→ **Work order**: Going through the data, count each line that has the word "Debug". Reply with the total and nothing more.

→ **Data supplied**:
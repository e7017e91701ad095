use crate::arith::{evaluate, Op};
use serde::{Deserialize, Serialize};
use std::collections::BTreeSet;

/// Operator sequences for the three rows and the three columns
#[derive(Debug, Clone, Copy, PartialEq, Eq, Hash, Serialize, Deserialize)]
pub struct Operators {
    #[serde(rename = "row_ops")]
    pub rows: [Op; 3],
    #[serde(rename = "col_ops")]
    pub cols: [Op; 3],
}

impl Operators {
    pub fn new(rows: [Op; 3], cols: [Op; 3]) -> Self {
        Self { rows, cols }
    }

    /// Same operator on every row and column
    pub fn uniform(op: Op) -> Self {
        Self {
            rows: [op; 3],
            cols: [op; 3],
        }
    }
}

/// Identifies one of the six equations of a grid
#[derive(Debug, Clone, Copy, PartialEq, Eq, PartialOrd, Ord, Hash, Serialize, Deserialize)]
pub enum LineId {
    Row(usize),
    Col(usize),
}

impl LineId {
    /// All six lines, rows first
    pub const ALL: [LineId; 6] = [
        LineId::Row(0),
        LineId::Row(1),
        LineId::Row(2),
        LineId::Col(0),
        LineId::Col(1),
        LineId::Col(2),
    ];

    /// Cell coordinates of the `A`, `B` and `C` positions of this line
    pub fn cells(self) -> [(usize, usize); 3] {
        match self {
            LineId::Row(r) => [(r, 0), (r, 1), (r, 2)],
            LineId::Col(c) => [(0, c), (1, c), (2, c)],
        }
    }

    /// The operator governing this line
    pub fn op(self, ops: &Operators) -> Op {
        match self {
            LineId::Row(r) => ops.rows[r],
            LineId::Col(c) => ops.cols[c],
        }
    }
}

impl std::fmt::Display for LineId {
    fn fmt(&self, f: &mut std::fmt::Formatter<'_>) -> std::fmt::Result {
        match self {
            LineId::Row(r) => write!(f, "Row{}", r + 1),
            LineId::Col(c) => write!(f, "Col{}", c + 1),
        }
    }
}

/// A single equation `A op B = C` read off a grid
#[derive(Debug, Clone, Copy, PartialEq, Eq, Hash)]
pub struct Line {
    pub id: LineId,
    pub a: u32,
    pub op: Op,
    pub b: u32,
    pub c: u32,
}

impl Line {
    /// Whether the equation evaluates exactly
    pub fn holds(&self) -> bool {
        evaluate(self.a, self.op, self.b) == Some(self.c)
    }

    /// The three values as an unordered set
    pub fn value_set(&self) -> BTreeSet<u32> {
        [self.a, self.b, self.c].into_iter().collect()
    }
}

impl std::fmt::Display for Line {
    fn fmt(&self, f: &mut std::fmt::Formatter<'_>) -> std::fmt::Result {
        write!(f, "{}: {} {} {} = {}", self.id, self.a, self.op, self.b, self.c)
    }
}

/// A 3x3 grid of non-negative cell values
#[derive(Debug, Clone, Copy, PartialEq, Eq, Hash, Serialize, Deserialize)]
#[serde(transparent)]
pub struct Grid {
    cells: [[u32; 3]; 3],
}

impl Grid {
    pub fn new(cells: [[u32; 3]; 3]) -> Self {
        Self { cells }
    }

    pub fn get(&self, row: usize, col: usize) -> u32 {
        self.cells[row][col]
    }

    pub fn rows(&self) -> &[[u32; 3]; 3] {
        &self.cells
    }

    /// Cell values in row-major order
    pub fn values(&self) -> impl Iterator<Item = u32> + '_ {
        self.cells.iter().flat_map(|row| row.iter().copied())
    }

    /// The equation for one row or column
    pub fn line(&self, id: LineId, ops: &Operators) -> Line {
        let [(ar, ac), (br, bc), (cr, cc)] = id.cells();
        Line {
            id,
            a: self.cells[ar][ac],
            op: id.op(ops),
            b: self.cells[br][bc],
            c: self.cells[cr][cc],
        }
    }

    /// All six equations, rows first
    pub fn lines(&self, ops: &Operators) -> [Line; 6] {
        LineId::ALL.map(|id| self.line(id, ops))
    }

    /// Distinct decimal digit characters appearing anywhere in the grid
    pub fn digit_chars(&self) -> BTreeSet<char> {
        self.values().flat_map(|v| v.to_string().into_bytes()).map(char::from).collect()
    }

    /// Number of letters the cipher for this grid will need
    pub fn distinct_digit_count(&self) -> usize {
        self.digit_chars().len()
    }
}

impl std::fmt::Display for Grid {
    fn fmt(&self, f: &mut std::fmt::Formatter<'_>) -> std::fmt::Result {
        for (i, row) in self.cells.iter().enumerate() {
            if i > 0 {
                writeln!(f)?;
            }
            write!(f, "{:>2} {:>2} {:>2}", row[0], row[1], row[2])?;
        }
        Ok(())
    }
}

→ **Reply to the task**: 4